As employers struggle to recruit and retain those individuals in possession of these skills and the so-called “soft” talents for effective written and verbal communication, candidates with experience of both will find themselves more in demand. As a relatively young skillset, companies are more willing to provide the training and resources to enable accounting professionals to obtain the experience and understanding required for big data projects, from operating the relevant software to extracting accurate results in a timely fashion.
Big data has been a core driver in the shift we’ve observed in accounting roles within organisations, as the demand for those fluent in technology and its many strengths and weaknesses has proven substantial to the survival of modern business.
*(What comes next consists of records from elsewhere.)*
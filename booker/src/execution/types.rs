use std::fmt;

use crate::error::BookingError;
use crate::planner::types::{SlotWindow, TimeSlot};

/// Per-slot result of one attempt.
#[derive(Clone, Debug, PartialEq, Eq)]
pub enum AttemptResult {
    Booked,
    Occupied,
    Blocked { reason: String },
    BookingFailed(BookingError),
    AccountCreationFailed(BookingError),
}

impl AttemptResult {
    pub fn is_booked(&self) -> bool {
        matches!(self, AttemptResult::Booked)
    }

    pub fn error(&self) -> Option<&BookingError> {
        match self {
            AttemptResult::BookingFailed(e) | AttemptResult::AccountCreationFailed(e) => Some(e),
            _ => None,
        }
    }
}

impl fmt::Display for AttemptResult {
    fn fmt(&self, f: &mut fmt::Formatter<'_>) -> fmt::Result {
        match self {
            AttemptResult::Booked => f.write_str("booked"),
            AttemptResult::Occupied => f.write_str("occupied"),
            AttemptResult::Blocked { reason } => write!(f, "blocked ({reason})"),
            AttemptResult::BookingFailed(e) => write!(f, "booking failed: {e}"),
            AttemptResult::AccountCreationFailed(e) => write!(f, "account creation failed: {e}"),
        }
    }
}

#[derive(Clone, Debug, PartialEq, Eq)]
pub struct SlotOutcome {
    pub slot: TimeSlot,
    pub result: AttemptResult,

    /// Booked in an earlier attempt or pass; nothing was submitted now.
    pub previously_secured: bool,
}

impl SlotOutcome {
    pub fn new(slot: TimeSlot, result: AttemptResult) -> Self {
        Self {
            slot,
            result,
            previously_secured: false,
        }
    }
}

/// Outcome of one pass through the pipeline for one desired booking.
#[derive(Clone, Debug, Default, PartialEq, Eq)]
pub struct AttemptReport {
    pub outcomes: Vec<SlotOutcome>,
    pub identities_used: usize,
}

impl AttemptReport {
    /// Every slot is booked, now or earlier.
    pub fn is_complete(&self) -> bool {
        !self.outcomes.is_empty() && self.outcomes.iter().all(|o| o.result.is_booked())
    }

    /// Slots booked by this attempt.
    pub fn newly_booked(&self) -> impl Iterator<Item = SlotWindow> + '_ {
        self.outcomes
            .iter()
            .filter(|o| o.result.is_booked() && !o.previously_secured)
            .map(|o| o.slot.window())
    }

    pub fn booked_count(&self) -> usize {
        self.outcomes.iter().filter(|o| o.result.is_booked()).count()
    }

    /// Diagnostic summary of every slot that is not booked, suitable for
    /// the booking's `last_failure`. `None` when nothing failed.
    pub fn failure_summary(&self) -> Option<(String, String)> {
        let failed: Vec<_> = self
            .outcomes
            .iter()
            .filter(|o| !o.result.is_booked())
            .collect();

        let first = failed.first()?;
        let stage = match &first.result {
            AttemptResult::AccountCreationFailed(_) => "provisioning",
            AttemptResult::BookingFailed(e) => e.stage(),
            _ => "availability",
        };

        let detail = failed
            .iter()
            .map(|o| format!("{}: {}", o.slot.window(), o.result))
            .collect::<Vec<_>>()
            .join("; ");

        Some((stage.to_string(), detail))
    }
}

#[cfg(test)]
mod tests {
    use super::*;
    use crate::planner::chunker::chunk_range;
    use chrono::{NaiveDate, NaiveTime, TimeDelta};

    fn slots(n: u32) -> Vec<TimeSlot> {
        chunk_range(
            NaiveDate::from_ymd_opt(2025, 12, 15).unwrap(),
            NaiveTime::from_hms_opt(8, 0, 0).unwrap(),
            NaiveTime::from_hms_opt(8 + 3 * n, 0, 0).unwrap(),
            "565",
            TimeDelta::hours(3),
        )
        .unwrap()
    }

    #[test]
    fn empty_report_is_not_complete() {
        assert!(!AttemptReport::default().is_complete());
        assert!(AttemptReport::default().failure_summary().is_none());
    }

    #[test]
    fn previously_secured_slots_count_as_booked_but_not_new() {
        let s = slots(2);
        let report = AttemptReport {
            outcomes: vec![
                SlotOutcome {
                    slot: s[0].clone(),
                    result: AttemptResult::Booked,
                    previously_secured: true,
                },
                SlotOutcome::new(s[1].clone(), AttemptResult::Booked),
            ],
            identities_used: 1,
        };

        assert!(report.is_complete());
        assert_eq!(report.booked_count(), 2);
        assert_eq!(report.newly_booked().collect::<Vec<_>>(), vec![s[1].window()]);
    }

    #[test]
    fn summary_names_first_failing_stage_and_every_failure() {
        let s = slots(3);
        let report = AttemptReport {
            outcomes: vec![
                SlotOutcome::new(s[0].clone(), AttemptResult::Booked),
                SlotOutcome::new(
                    s[1].clone(),
                    AttemptResult::AccountCreationFailed(BookingError::Transport("timeout".into())),
                ),
                SlotOutcome::new(s[2].clone(), AttemptResult::Occupied),
            ],
            identities_used: 2,
        };

        let (stage, detail) = report.failure_summary().unwrap();
        assert_eq!(stage, "provisioning");
        assert!(detail.contains("11:00-14:00: account creation failed"));
        assert!(detail.contains("14:00-17:00: occupied"));
        assert!(!detail.contains("08:00"));
    }
}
Getting to grips with the financial instruments and tools used to analyse big data and decipher the hidden patterns buried within reams and reams of numbers has become an important skill within the world of accounting and finance.
The face of accounting and the financial services industry has changed, with a rise in automated processes and demand for business intelligence placing added expectation on accounting teams to do far more than just tend to the numbers. Employers are looking for candidates able to dissect financial data and extract important trends, actionable insights and recommendations to be handed up to those responsible for making key decisions within the organisation.
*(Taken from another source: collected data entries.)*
//! Serde adapters for the loosely typed values found in the schedule file and
//! in the platform's availability feed.

use chrono::{DateTime, NaiveDateTime, NaiveTime};
use serde::{Deserialize, Deserializer, Serializer, de};

/// `HH:MM` clock times (seconds accepted on input).
pub mod hhmm {
    use super::*;

    pub fn serialize<S: Serializer>(t: &NaiveTime, s: S) -> Result<S::Ok, S::Error> {
        s.serialize_str(&t.format("%H:%M").to_string())
    }

    pub fn deserialize<'de, D: Deserializer<'de>>(d: D) -> Result<NaiveTime, D::Error> {
        let raw = String::deserialize(d)?;
        parse_clock(&raw).ok_or_else(|| de::Error::custom(format!("invalid clock time '{raw}'")))
    }
}

pub fn parse_clock(raw: &str) -> Option<NaiveTime> {
    NaiveTime::parse_from_str(raw.trim(), "%H:%M")
        .or_else(|_| NaiveTime::parse_from_str(raw.trim(), "%H:%M:%S"))
        .ok()
}

#[derive(Deserialize)]
#[serde(untagged)]
enum Scalar {
    Text(String),
    Int(i64),
}

impl From<Scalar> for String {
    fn from(v: Scalar) -> Self {
        match v {
            Scalar::Text(s) => s,
            Scalar::Int(n) => n.to_string(),
        }
    }
}

/// Resource and type ids arrive as either `565` or `"565"`.
pub fn id_string<'de, D: Deserializer<'de>>(d: D) -> Result<String, D::Error> {
    Scalar::deserialize(d).map(String::from)
}

#[derive(Deserialize)]
#[serde(untagged)]
enum OneOrMany {
    Many(Vec<Scalar>),
    One(Scalar),
}

/// Optional id filter: absent, `null`, a single id or a list of ids.
pub fn id_filter<'de, D: Deserializer<'de>>(d: D) -> Result<Option<Vec<String>>, D::Error> {
    let raw: Option<OneOrMany> = Option::deserialize(d)?;
    Ok(raw.map(|v| match v {
        OneOrMany::Many(items) => items.into_iter().map(String::from).collect(),
        OneOrMany::One(item) => vec![String::from(item)],
    }))
}

/// Platform timestamps are local wall-clock times. Offsets, when present, are
/// dropped in favour of the wall-clock reading they qualify.
pub fn platform_datetime<'de, D: Deserializer<'de>>(d: D) -> Result<NaiveDateTime, D::Error> {
    let raw = String::deserialize(d)?;
    parse_platform_datetime(&raw)
        .ok_or_else(|| de::Error::custom(format!("invalid platform timestamp '{raw}'")))
}

pub fn parse_platform_datetime(raw: &str) -> Option<NaiveDateTime> {
    let raw = raw.trim();
    if let Ok(dt) = DateTime::parse_from_rfc3339(raw) {
        return Some(dt.naive_local());
    }
    const FORMATS: [&str; 4] = [
        "%Y-%m-%dT%H:%M:%S",
        "%Y-%m-%d %H:%M:%S",
        "%Y-%m-%dT%H:%M",
        "%Y-%m-%d %H:%M",
    ];
    FORMATS
        .iter()
        .find_map(|f| NaiveDateTime::parse_from_str(raw, f).ok())
}

#[cfg(test)]
mod tests {
    use super::*;

    #[test]
    fn clock_accepts_minutes_and_seconds() {
        assert_eq!(parse_clock("09:00"), NaiveTime::from_hms_opt(9, 0, 0));
        assert_eq!(parse_clock("18:55:30"), NaiveTime::from_hms_opt(18, 55, 30));
        assert_eq!(parse_clock("9h"), None);
    }

    #[test]
    fn platform_datetime_formats() {
        let expected = chrono::NaiveDate::from_ymd_opt(2025, 8, 7)
            .unwrap()
            .and_hms_opt(12, 0, 0)
            .unwrap();
        assert_eq!(parse_platform_datetime("2025-08-07T12:00:00"), Some(expected));
        assert_eq!(parse_platform_datetime("2025-08-07 12:00"), Some(expected));
        assert_eq!(parse_platform_datetime("2025-08-07T12:00:00+02:00"), Some(expected));
        assert_eq!(parse_platform_datetime("yesterday"), None);
    }
}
Utilised in conjunction with business intelligence, which involves centralising data from a range of databases before the act of analysis is carried out, business analytics requires an accountant’s interpretive understanding to read the figures and use that to identify and calculate core performance indicators within the business. It is this skill, not to mention the trust typically placed in accountants, which serves to generate effective business intelligence within any organisation.
Add real value
Adding real value to an organisation, accountants with the ability to apply analytical thinking and problem solving skills to business intelligence strategy, can change the state of play by offering beneficial insights into every area of business. So much so that they’re even being given a say at the board table in order to share in the discussion of strategic processes.
Organisations need their accountants to bring simplicity to the numbers and make them intelligible to the business at large, in order to predict future performance and subsequently meet intended goals. So, with the presence of analytics bridging the gap between finance and the business, accountants are finding themselves in a position to bring real change to an organisation. Looking beyond their traditional scope and evolving to a more organic perspective that encompasses the company as a whole, the potential for strategic development has been added to the classic cost controlling and reporting roles ascribed to accountancy.